Didion remembers being in a taxi with Dunne, coming home after visiting Quintana in the hospital. Gerry, Quintana's husband, had said Quintana was still beautiful, and Dunne marveled at the comment. Didion is bothered because she does not remember exactly which night this happened, how many nights before he died. She wonders if Dunne could "feel himself going," if he was afraid. Didion thinks of when Quintana used to wake up after bad dreams as a child and how she would promise Quintana: "You're safe. I'm here." "I had believed that we had that power," she reflects. She thinks of Death waiting for Dunne and Quintana at the same time. Quintana fought back, she thinks. Dunne did not. Didion concludes, "What gives those December days a year ago their sharper focus is their ending."

Analysis

Gerry, Quintana's husband, is a very one-dimensional character in this book. He is often mentioned but rarely says or does anything Didion feels the need to record. The only time in the book she directly quotes Gerry is the opening of this chapter: "She's still beautiful." The reader can't help but be affected by this statement, just as Dunne was. Parents tend to be protective of their children. Dunne once said he believed adoptive parents are even more protective because their children were so hard to get. Still, it would be hard to find any parents anywhere who would object to a son-in-law who thought their daughter was beautiful when she was unconscious in a hospital bed, connected to multiple machines just to stay alive. This is a book about loss, but Didion never mentions that Gerry, Quintana's husband, was a widower when he married her. He also knows a few things about loss.
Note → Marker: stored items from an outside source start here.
// Copyright (c) 2023 Hemashushu <hippospark@gmail.com>, All rights reserved.
//
// This Source Code Form is subject to the terms of
// the Mozilla Public License version 2.0 and additional exceptions,
// more details in file LICENSE and CONTRIBUTING.

//! the framed request/response transport between host and device.
//!
//! frames are COBS byte-stuffed: an encoded frame contains no zero
//! bytes, and a single `0x00` terminates every frame on the wire.
//! the stuffing makes the zero delimiter safe even though message
//! payloads (StackWord arguments in particular) may contain zeros.

use std::fmt::Display;

pub mod frame;
pub mod message;

pub use frame::{cobs_decode, cobs_encode, encode_frame, FrameAccumulator};
pub use message::Message;

#[derive(Debug, PartialEq, Clone)]
pub enum WireError {
    /// the first payload byte is not a known message tag
    UnknownMessageTag(u8),
    /// the payload ended before the announced content
    UnexpectedEnd,
    /// decoding finished with bytes left over
    TrailingBytes(usize),
    /// a COBS group header pointed beyond the frame
    InvalidFrame,
}

impl Display for WireError {
    fn fmt(&self, f: &mut std::fmt::Formatter<'_>) -> std::fmt::Result {
        match self {
            WireError::UnknownMessageTag(tag) => {
                write!(f, "Unknown message tag: 0x{:02x}.", tag)
            }
            WireError::UnexpectedEnd => f.write_str("Unexpected end of frame payload."),
            WireError::TrailingBytes(count) => {
                write!(f, "{} trailing bytes after the message payload.", count)
            }
            WireError::InvalidFrame => f.write_str("Malformed COBS frame."),
        }
    }
}

impl std::error::Error for WireError {}
// Copyright (c) 2023 Hemashushu <hippospark@gmail.com>, All rights reserved.
//
// This Source Code Form is subject to the terms of
// the Mozilla Public License version 2.0 and additional exceptions,
// more details in file LICENSE and CONTRIBUTING.

// the three address spaces an instruction can touch:
//
// - LLOAD/LSTORE: machine locals, `globals[mlp + offset]`
// - GLOAD/GSTORE: absolute globals, `globals[address]`
// - SLOAD/SSTORE: frame slots, `stack[fp + offset]`
// - LOAD_STATIC: the read-only program image
//
// every access either succeeds or fails with a named out-of-range
// error, there is no silent out-of-bounds read or write.

use fluxvm_types::{StackWord, VmError};

use crate::{context::MachineContext, interpreter::InterpretControl};

pub fn lload(ctx: &mut MachineContext) -> Result<InterpretControl, VmError> {
    let offset = ctx.operand()? as usize;
    let value = ctx.global_load(ctx.mlp as usize + offset)?;
    ctx.push(value)?;
    Ok(InterpretControl::MoveOn(2))
}

pub fn lstore(ctx: &mut MachineContext) -> Result<InterpretControl, VmError> {
    let offset = ctx.operand()? as usize;
    let value = ctx.pop()?;
    ctx.global_store(ctx.mlp as usize + offset, value)?;
    Ok(InterpretControl::MoveOn(2))
}

pub fn gload(ctx: &mut MachineContext) -> Result<InterpretControl, VmError> {
    let address = ctx.operand()? as usize;
    let value = ctx.global_load(address)?;
    ctx.push(value)?;
    Ok(InterpretControl::MoveOn(2))
}

pub fn gstore(ctx: &mut MachineContext) -> Result<InterpretControl, VmError> {
    let address = ctx.operand()? as usize;
    let value = ctx.pop()?;
    ctx.global_store(address, value)?;
    Ok(InterpretControl::MoveOn(2))
}

pub fn sload(ctx: &mut MachineContext) -> Result<InterpretControl, VmError> {
    let offset = ctx.operand()? as usize;
    let address = ctx.frame_slot(offset)?;
    let value = ctx.memory[address];
    ctx.push(value)?;
    Ok(InterpretControl::MoveOn(2))
}

pub fn sstore(ctx: &mut MachineContext) -> Result<InterpretControl, VmError> {
    let offset = ctx.operand()? as usize;
    let value = ctx.pop()?;
    let address = ctx.frame_slot(offset)?;
    ctx.memory[address] = value;
    Ok(InterpretControl::MoveOn(2))
}

pub fn load_static(ctx: &mut MachineContext) -> Result<InterpretControl, VmError> {
    let address = ctx.pop_index()?;
    let word = ctx.image.word(address)?;
    ctx.push(word as StackWord)?;
    Ok(InterpretControl::MoveOn(1))
}
#[cfg(test)]
mod tests {
    use std::time::{Duration, Instant};

    use fluxvm_types::StackWord;
    use fluxvm_wire::{FrameAccumulator, Message};
    use pretty_assertions::assert_eq;

    use super::{Deck, DeckHandler, ERROR_CODE_TIMEOUT, ERROR_CODE_TRANSFER_ABORTED};

    #[derive(Default)]
    struct RecordingHandler {
        returns: Vec<(u16, Vec<StackWord>)>,
        notifications: Vec<(u16, u16, Vec<StackWord>)>,
        errors: Vec<(Option<u16>, u16, String)>,
        blocks: Vec<(u16, u32, u16, Vec<u8>)>,
        devices: Vec<(u16, u16, Vec<u16>)>,
    }

    impl DeckHandler for RecordingHandler {
        fn on_return(&mut self, request_id: u16, values: &[StackWord]) {
            self.returns.push((request_id, values.to_vec()));
        }
        fn on_notification(
            &mut self,
            machine_index: u16,
            function_index: u16,
            values: &[StackWord],
        ) {
            self.notifications
                .push((machine_index, function_index, values.to_vec()));
        }
        fn on_error(&mut self, request_id: Option<u16>, error_code: u16, message: &str) {
            self.errors
                .push((request_id, error_code, message.to_string()));
        }
        fn on_ui_state_block(
            &mut self,
            request_id: u16,
            total_size: u32,
            block_number: u16,
            block: &[u8],
        ) {
            self.blocks
                .push((request_id, total_size, block_number, block.to_vec()));
        }
        fn on_i2c_devices(&mut self, request_id: u16, total_count: u16, devices: &[u16]) {
            self.devices
                .push((request_id, total_count, devices.to_vec()));
        }
    }

    fn decode_frame(frame: &[u8]) -> Message {
        let mut accumulator = FrameAccumulator::new();
        let payloads = accumulator.feed(frame);
        assert_eq!(payloads.len(), 1);
        Message::decode(&payloads[0].clone().unwrap()).unwrap()
    }

    #[test]
    fn test_calls_on_the_same_key_coalesce() {
        let mut deck = Deck::new();
        let mut handler = RecordingHandler::default();
        let start = Instant::now();

        let first = deck.call(0, 5, vec![1], start);
        assert!(first.is_some());
        let Message::CallRequest { request_id, .. } = decode_frame(&first.unwrap()) else {
            panic!("expected a call request");
        };

        // two more calls while the first is in flight: only the
        // latest parameters survive
        assert_eq!(deck.call(0, 5, vec![2], start), None);
        assert_eq!(deck.call(0, 5, vec![3], start), None);

        // a different key is not affected
        assert!(deck.call(1, 5, vec![9], start).is_some());

        let reply = Message::CallReturn {
            request_id,
            values: vec![],
        };
        let transmit = deck
            .handle_frame(&reply.encode(), &mut handler, start)
            .unwrap();

        assert_eq!(transmit.len(), 1);
        let Message::CallRequest { args, .. } = decode_frame(&transmit[0]) else {
            panic!("expected the coalesced call");
        };
        assert_eq!(args, vec![3]);
        assert_eq!(handler.returns.len(), 1);
    }

    #[test]
    fn test_watchdog_releases_the_slot() {
        let mut deck = Deck::new().with_timeout(Duration::from_millis(200));
        let mut handler = RecordingHandler::default();
        let start = Instant::now();

        deck.call(2, 1, vec![7], start).unwrap();
        assert_eq!(deck.call(2, 1, vec![8], start), None);

        // nothing expires before the deadline
        assert_eq!(
            deck.poll(&mut handler, start + Duration::from_millis(100))
                .len(),
            0
        );

        let transmit = deck.poll(&mut handler, start + Duration::from_millis(250));
        assert_eq!(handler.errors.len(), 1);
        assert_eq!(handler.errors[0].1, ERROR_CODE_TIMEOUT);

        // the coalesced call goes out after the timeout
        assert_eq!(transmit.len(), 1);
        let Message::CallRequest { args, .. } = decode_frame(&transmit[0]) else {
            panic!("expected the coalesced call");
        };
        assert_eq!(args, vec![8]);
    }

    #[test]
    fn test_request_ids_wrap() {
        let mut deck = Deck::new();
        deck.next_request_id = u16::MAX;
        let start = Instant::now();

        let frame = deck.call(0, 0, vec![], start).unwrap();
        let Message::CallRequest { request_id, .. } = decode_frame(&frame) else {
            panic!("expected a call request");
        };
        assert_eq!(request_id, u16::MAX);

        let frame = deck.call(0, 1, vec![], start).unwrap();
        let Message::CallRequest { request_id, .. } = decode_frame(&frame) else {
            panic!("expected a call request");
        };
        assert_eq!(request_id, 0);
    }

    fn block_reply(deck_frame: &[u8], blob: &[u8]) -> Message {
        // simulates the device side for one ReadUiStateBlock frame
        let Message::ReadUiStateBlock {
            request_id,
            block_number,
        } = decode_frame(deck_frame)
        else {
            panic!("expected a block request");
        };
        let start = (block_number as usize) * 256;
        let end = (start + 256).min(blob.len());
        Message::UiStateBlockReply {
            request_id,
            total_size: blob.len() as u32,
            block_number,
            block: blob[start.min(blob.len())..end].to_vec(),
        }
    }

    #[test]
    fn test_ui_blob_transfer_runs_to_completion() {
        let mut deck = Deck::new();
        let mut handler = RecordingHandler::default();
        let start = Instant::now();
        let blob: Vec<u8> = (0..600u32).map(|value| value as u8).collect();

        let mut outgoing = deck.read_ui_state(start);
        let mut hops = 0;
        loop {
            let reply = block_reply(&outgoing, &blob);
            let transmit = deck
                .handle_frame(&reply.encode(), &mut handler, start)
                .unwrap();
            match transmit.into_iter().next() {
                Some(next) => outgoing = next,
                None => break,
            }
            hops += 1;
            assert!(hops < 10, "transfer did not terminate");
        }

        let collected: Vec<u8> = handler
            .blocks
            .iter()
            .flat_map(|(_, _, _, block)| block.iter().copied())
            .collect();
        assert_eq!(collected, blob);
        assert_eq!(
            handler
                .blocks
                .iter()
                .map(|(_, _, number, _)| *number)
                .collect::<Vec<_>>(),
            vec![0, 1, 2]
        );
        assert!(handler.errors.is_empty());
    }

    #[test]
    fn test_out_of_order_block_aborts_the_transfer() {
        let mut deck = Deck::new();
        let mut handler = RecordingHandler::default();
        let start = Instant::now();
        let blob = vec![7u8; 600];

        let first = deck.read_ui_state(start);
        let Message::ReadUiStateBlock { request_id, .. } = decode_frame(&first) else {
            panic!("expected a block request");
        };

        // block 2 arrives instead of block 0
        let wrong = Message::UiStateBlockReply {
            request_id,
            total_size: 600,
            block_number: 2,
            block: vec![7u8; 256],
        };
        let transmit = deck
            .handle_frame(&wrong.encode(), &mut handler, start)
            .unwrap();

        assert_eq!(transmit.len(), 0);
        assert!(handler.blocks.is_empty());
        assert_eq!(handler.errors.len(), 1);
        assert_eq!(handler.errors[0].1, ERROR_CODE_TRANSFER_ABORTED);

        // no restore attempt: a fresh reply is now unsolicited
        let late = block_reply(&first, &blob);
        let transmit = deck
            .handle_frame(&late.encode(), &mut handler, start)
            .unwrap();
        assert_eq!(transmit.len(), 0);
        assert!(handler.blocks.is_empty());
    }

    #[test]
    fn test_zero_total_ends_immediately() {
        let mut deck = Deck::new();
        let mut handler = RecordingHandler::default();
        let start = Instant::now();

        let first = deck.read_ui_state(start);
        let reply = block_reply(&first, &[]);
        let transmit = deck
            .handle_frame(&reply.encode(), &mut handler, start)
            .unwrap();

        assert_eq!(transmit.len(), 0);
        assert_eq!(handler.blocks.len(), 1);
        assert_eq!(handler.blocks[0].1, 0);
        assert!(handler.errors.is_empty());
    }

    #[test]
    fn test_end_to_end_against_the_device_service() {
        use fluxvm_image::{bytecode_writer::BytecodeWriter, image_builder::ImageBuilder};
        use fluxvm_runtime::service::{DeckService, NullStore};
        use fluxvm_types::opcode::Opcode;

        // function 0 is init, function 1 adds one to its argument
        let init = BytecodeWriter::new().write_opcode(Opcode::exit).to_words();
        let add_one = BytecodeWriter::new()
            .write_opcode_with(Opcode::sload, 0)
            .write_opcode_with(Opcode::push, 1)
            .write_opcode(Opcode::add)
            .write_opcode(Opcode::exit)
            .to_words();
        let words = ImageBuilder {
            globals_size: 1,
            instances: vec![(0, 0)],
            type_function_bodies: vec![vec![init, add_one]],
            shared_function_bodies: vec![],
            static_blocks: vec![],
        }
        .build();

        let mut service = DeckService::new(NullStore, 512);
        let blob: Vec<u8> = (0..600u32).map(|value| value as u8).collect();
        service.restore(words, blob.clone()).unwrap();

        let mut deck = Deck::new();
        let mut handler = RecordingHandler::default();
        let mut accumulator = FrameAccumulator::new();
        let now = Instant::now();

        // a call round trip through real frames on both sides
        let frame = deck.call(0, 1, vec![41], now).unwrap();
        let payloads = accumulator.feed(&frame);
        let request = Message::decode(&payloads[0].clone().unwrap()).unwrap();
        for reply in service.handle_message(request) {
            deck.handle_frame(&reply.encode(), &mut handler, now).unwrap();
        }
        assert_eq!(handler.returns, vec![(0, vec![42])]);

        // the blob transfer against the real device pager
        let mut outgoing = deck.read_ui_state(now);
        loop {
            let payloads = accumulator.feed(&outgoing);
            let request = Message::decode(&payloads[0].clone().unwrap()).unwrap();
            let mut next = None;
            for reply in service.handle_message(request) {
                let transmit = deck
                    .handle_frame(&reply.encode(), &mut handler, now)
                    .unwrap();
                next = transmit.into_iter().next();
            }
            match next {
                Some(frame) => outgoing = frame,
                None => break,
            }
        }

        let collected: Vec<u8> = handler
            .blocks
            .iter()
            .flat_map(|(_, _, _, block)| block.iter().copied())
            .collect();
        assert_eq!(collected, blob);
        assert!(handler.errors.is_empty());
    }

    #[test]
    fn test_notifications_and_device_pages_are_delivered() {
        let mut deck = Deck::new();
        let mut handler = RecordingHandler::default();
        let start = Instant::now();

        deck.handle_frame(
            &Message::Notification {
                machine_index: 1,
                function_index: 3,
                values: vec![5, 6],
            }
            .encode(),
            &mut handler,
            start,
        )
        .unwrap();
        assert_eq!(handler.notifications, vec![(1, 3, vec![5, 6])]);

        let frame = deck.read_i2c_devices(0, start);
        let Message::ReadI2cDevices { request_id, .. } = decode_frame(&frame) else {
            panic!("expected a device listing request");
        };
        deck.handle_frame(
            &Message::I2cDevicesReply {
                request_id,
                total_count: 2,
                devices: vec![0x20, 0x48],
            }
            .encode(),
            &mut handler,
            start,
        )
        .unwrap();
        assert_eq!(handler.devices, vec![(request_id, 2, vec![0x20, 0x48])]);
    }
}
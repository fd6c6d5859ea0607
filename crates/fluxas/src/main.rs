// Copyright (c) 2023 Hemashushu <hippospark@gmail.com>, All rights reserved.
//
// This Source Code Form is subject to the terms of
// the Mozilla Public License version 2.0 and additional exceptions,
// more details in file LICENSE and CONTRIBUTING.

//! assemble, inspect and replay light machine programs.
//!
//! - `fluxas build strip.fxa -o strip.fxi`
//! - `fluxas dump strip.fxi`
//! - `fluxas render strip.fxi --leds 8 --frames 4`

use std::fs;
use std::path::{Path, PathBuf};

use anyhow::{anyhow, Context, Result};
use clap::{Parser, Subcommand};
use log::info;

use fluxvm_assembler::assemble;
use fluxvm_image::{bytecode_reader::image_to_text, words_from_le_bytes, words_to_le_bytes};
use fluxvm_runtime::{HostDriver, PixelSink};
use fluxvm_types::ProgramWord;

#[derive(Parser)]
#[command(name = "fluxas", about = "light machine assembler and tools")]
struct Cli {
    #[command(subcommand)]
    command: Command,
}

#[derive(Subcommand)]
enum Command {
    /// assemble a source file into a program image
    Build {
        source: PathBuf,
        /// output path, defaults to the source with extension "fxi"
        #[arg(short, long)]
        output: Option<PathBuf>,
    },
    /// print the header, the tables and a bytecode listing
    Dump { image: PathBuf },
    /// run the render loop offline and print every pixel
    Render {
        image: PathBuf,
        #[arg(long, default_value_t = 8)]
        leds: u16,
        #[arg(long, default_value_t = 4)]
        frames: u32,
        /// ticks advanced per frame
        #[arg(long, default_value_t = 50)]
        tick_step: u32,
        /// runtime memory size in StackWord cells
        #[arg(long, default_value_t = 4096)]
        memory: usize,
    },
}

struct PrintSink;

impl PixelSink for PrintSink {
    fn set_pixel(&mut self, machine_index: usize, led_index: u16, color: (u8, u8, u8)) {
        println!(
            "machine {} led {:3}: #{:02x}{:02x}{:02x}",
            machine_index, led_index, color.0, color.1, color.2
        );
    }
}

fn load_image_words(path: &Path) -> Result<Vec<ProgramWord>> {
    let file = fs::File::open(path)
        .with_context(|| format!("cannot open image \"{}\"", path.display()))?;
    // the image file is read-only for the whole run
    let mapped = unsafe { memmap2::Mmap::map(&file) }
        .with_context(|| format!("cannot map image \"{}\"", path.display()))?;
    words_from_le_bytes(&mapped)
        .ok_or_else(|| anyhow!("\"{}\" has an odd byte count", path.display()))
}

fn build(source: &Path, output: Option<PathBuf>) -> Result<()> {
    let text = fs::read_to_string(source)
        .with_context(|| format!("cannot read source \"{}\"", source.display()))?;
    let words = assemble(&text)?;

    let output = output.unwrap_or_else(|| source.with_extension("fxi"));
    fs::write(&output, words_to_le_bytes(&words))
        .with_context(|| format!("cannot write image \"{}\"", output.display()))?;
    info!("wrote {} words to \"{}\"", words.len(), output.display());
    Ok(())
}

fn dump(image: &Path) -> Result<()> {
    let words = load_image_words(image)?;
    print!("{}", image_to_text(&words)?);
    Ok(())
}

fn render(image: &Path, leds: u16, frames: u32, tick_step: u32, memory: usize) -> Result<()> {
    let words = load_image_words(image)?;
    let mut buffer = vec![0u32; memory];
    let mut driver = HostDriver::new(&words, &mut buffer)?;
    driver.init_all()?;

    let mut sink = PrintSink;
    for frame in 0..frames {
        println!("--- frame {} ---", frame);
        driver.render_frame(frame * tick_step, leds, &mut sink);
    }
    Ok(())
}

fn main() -> Result<()> {
    env_logger::init();

    let cli = Cli::parse();
    match cli.command {
        Command::Build { source, output } => build(&source, output),
        Command::Dump { image } => dump(&image),
        Command::Render {
            image,
            leds,
            frames,
            tick_step,
            memory,
        } => render(&image, leds, frames, tick_step, memory),
    }
}
/// `[index <I>]` at the tail of .func/.func_decl lines
fn parse_optional_index(
    tokens: &[Token],
    position: usize,
    line: usize,
) -> Result<Option<u32>, AssembleError> {
    if tokens.len() == position {
        return Ok(None);
    }
    expect_keyword(tokens, position, &["index"], line)?;
    let index = expect_number(tokens, position + 1, line)?;
    expect_len(tokens, position + 2, line)?;
    Ok(Some(index))
}

fn data_word(value: u32, line: usize) -> Result<ProgramWord, AssembleError> {
    ProgramWord::try_from(value).map_err(|_| AssembleError::NumericOutOfRange {
        text: value.to_string(),
        line,
    })
}

impl ParserState {
    fn open_block_name(&self) -> Option<String> {
        if let Some((data, _)) = &self.data {
            return Some(data.name.clone());
        }
        if let Some((function, _)) = &self.function {
            return Some(function.name.clone());
        }
        self.machine.as_ref().map(|machine| machine.name.clone())
    }

    fn no_open_function_or_data(&self, line: usize) -> Result<(), AssembleError> {
        if self.function.is_some() || self.data.is_some() {
            return Err(AssembleError::SyntaxError {
                message: "a function or data block is still open".to_string(),
                line,
            });
        }
        Ok(())
    }

    fn directive(
        &mut self,
        keyword: &str,
        tokens: &[Token],
        line: usize,
    ) -> Result<(), AssembleError> {
        match keyword {
            "machine" => {
                self.no_open_function_or_data(line)?;
                if self.machine.is_some() {
                    return Err(AssembleError::SyntaxError {
                        message: "machines cannot nest".to_string(),
                        line,
                    });
                }
                let name = expect_name(tokens, 1, line)?;
                // `globals` is the deprecated spelling of `locals`
                expect_keyword(tokens, 2, &["locals", "globals"], line)?;
                let locals = expect_number(tokens, 3, line)?;
                expect_keyword(tokens, 4, &["functions"], line)?;
                let function_count = expect_number(tokens, 5, line)?;
                expect_len(tokens, 6, line)?;

                self.machine = Some(MachineNode {
                    name,
                    locals,
                    function_count,
                    functions: Vec::new(),
                    function_decls: Vec::new(),
                    datas: Vec::new(),
                    local_names: Vec::new(),
                    line,
                });
            }
            "func" | "shared_func" => {
                self.no_open_function_or_data(line)?;
                let scope = if keyword == "func" {
                    if self.machine.is_none() {
                        return Err(AssembleError::SyntaxError {
                            message: ".func requires an open .machine".to_string(),
                            line,
                        });
                    }
                    Scope::Machine
                } else {
                    if self.machine.is_some() {
                        return Err(AssembleError::SyntaxError {
                            message: ".shared_func cannot appear inside a machine".to_string(),
                            line,
                        });
                    }
                    Scope::Top
                };
                let name = expect_name(tokens, 1, line)?;
                let index = parse_optional_index(tokens, 2, line)?;
                self.function = Some((
                    FunctionNode {
                        name,
                        index,
                        frame_names: Vec::new(),
                        items: Vec::new(),
                        line,
                    },
                    scope,
                ));
            }
            "func_decl" | "shared_func_decl" => {
                self.no_open_function_or_data(line)?;
                let name = expect_name(tokens, 1, line)?;
                let index = parse_optional_index(tokens, 2, line)?;
                let node = FunctionDeclNode { name, index, line };
                if keyword == "func_decl" {
                    match &mut self.machine {
                        Some(machine) => machine.function_decls.push(node),
                        None => {
                            return Err(AssembleError::SyntaxError {
                                message: ".func_decl requires an open .machine".to_string(),
                                line,
                            })
                        }
                    }
                } else {
                    if self.machine.is_some() {
                        return Err(AssembleError::SyntaxError {
                            message: ".shared_func_decl cannot appear inside a machine"
                                .to_string(),
                            line,
                        });
                    }
                    self.program.shared_function_decls.push(node);
                }
            }
            "data" | "shared_data" => {
                self.no_open_function_or_data(line)?;
                let scope = if keyword == "shared_data" {
                    if self.machine.is_some() {
                        return Err(AssembleError::SyntaxError {
                            message: ".shared_data cannot appear inside a machine".to_string(),
                            line,
                        });
                    }
                    Scope::Top
                } else if self.machine.is_some() {
                    Scope::Machine
                } else {
                    Scope::Top
                };
                let name = expect_name(tokens, 1, line)?;
                expect_len(tokens, 2, line)?;
                self.data = Some((
                    DataNode {
                        name,
                        items: Vec::new(),
                        line,
                    },
                    scope,
                ));
            }
            "shared" => {
                self.no_open_function_or_data(line)?;
                if self.machine.is_some() || !self.program.machines.is_empty() {
                    return Err(AssembleError::SharedAfterMachine { line });
                }
                let name = expect_name(tokens, 1, line)?;
                let index = expect_number(tokens, 2, line)?;
                expect_len(tokens, 3, line)?;
                self.program
                    .shared_globals
                    .push(SharedGlobalNode { name, index, line });
            }
            "local" => {
                let name = expect_name(tokens, 1, line)?;
                let index = expect_number(tokens, 2, line)?;
                expect_len(tokens, 3, line)?;
                match &mut self.machine {
                    Some(machine) if self.function.is_none() && self.data.is_none() => {
                        machine.local_names.push((name, index));
                    }
                    _ => {
                        return Err(AssembleError::SyntaxError {
                            message: ".local belongs at machine level".to_string(),
                            line,
                        })
                    }
                }
            }
            "frame" => {
                let name = expect_name(tokens, 1, line)?;
                let offset = expect_number(tokens, 2, line)?;
                expect_len(tokens, 3, line)?;
                match &mut self.function {
                    Some((function, _)) => function.frame_names.push((name, offset)),
                    None => {
                        return Err(AssembleError::SyntaxError {
                            message: ".frame belongs inside a function".to_string(),
                            line,
                        })
                    }
                }
            }
            "word" => {
                let value = expect_number(tokens, 1, line)?;
                expect_len(tokens, 2, line)?;
                match &mut self.data {
                    Some((data, _)) => data.items.push(DataItem::Word(data_word(value, line)?)),
                    None => return Err(AssembleError::DataWordOutsideDataBlock { line }),
                }
            }
            "end" => {
                expect_len(tokens, 1, line)?;
                if let Some((data, scope)) = self.data.take() {
                    match scope {
                        Scope::Machine => match &mut self.machine {
                            Some(machine) => machine.datas.push(data),
                            None => unreachable!("machine-scoped data without a machine"),
                        },
                        Scope::Top => self.program.shared_datas.push(data),
                    }
                } else if let Some((function, scope)) = self.function.take() {
                    match scope {
                        Scope::Machine => match &mut self.machine {
                            Some(machine) => machine.functions.push(function),
                            None => unreachable!("machine-scoped function without a machine"),
                        },
                        Scope::Top => self.program.shared_functions.push(function),
                    }
                } else if let Some(machine) = self.machine.take() {
                    self.program.machines.push(machine);
                } else {
                    return Err(AssembleError::SyntaxError {
                        message: "no open block to close".to_string(),
                        line,
                    });
                }
            }
            unknown => {
                return Err(AssembleError::SyntaxError {
                    message: format!("unknown directive \".{}\"", unknown),
                    line,
                })
            }
        }
        Ok(())
    }

    fn instruction(&mut self, tokens: &[Token], line: usize) -> Result<(), AssembleError> {
        let Some((function, _)) = &mut self.function else {
            return Err(AssembleError::InstructionOutsideFunction { line });
        };

        let Token::Name(mnemonic) = &tokens[0] else {
            unreachable!("instruction lines start with a name token");
        };
        let Some(opcode) = Opcode::from_mnemonic(&mnemonic.to_uppercase()) else {
            return Err(AssembleError::SyntaxError {
                message: format!("unknown mnemonic \"{}\"", mnemonic),
                line,
            });
        };

        let operand = match tokens.get(1) {
            None => None,
            Some(Token::Number(value)) => Some(OperandNode::Number(*value)),
            Some(Token::Name(symbol)) => Some(OperandNode::Symbol(symbol.clone())),
            Some(_) => {
                return Err(AssembleError::SyntaxError {
                    message: "invalid operand".to_string(),
                    line,
                })
            }
        };
        expect_len(tokens, 1 + operand.iter().count(), line)?;

        function.items.push(CodeItem::Instruction {
            opcode,
            operand,
            line,
        });
        Ok(())
    }
}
Didion writes about how her perspective on December 2003 is different now because she knows what happens to Dunne. The ending gives it "sharper focus." It was not Didion's intention to give the reader the same experience, but death intervened. Quintana died after Didion finished writing The Year of Magical Thinking but before it was published. The reader's awareness of Quintana's "ending" may influence the reader's interpretation of moments in this book, just as knowledge of Dunne's death changes Didion's view of the events of a year earlier.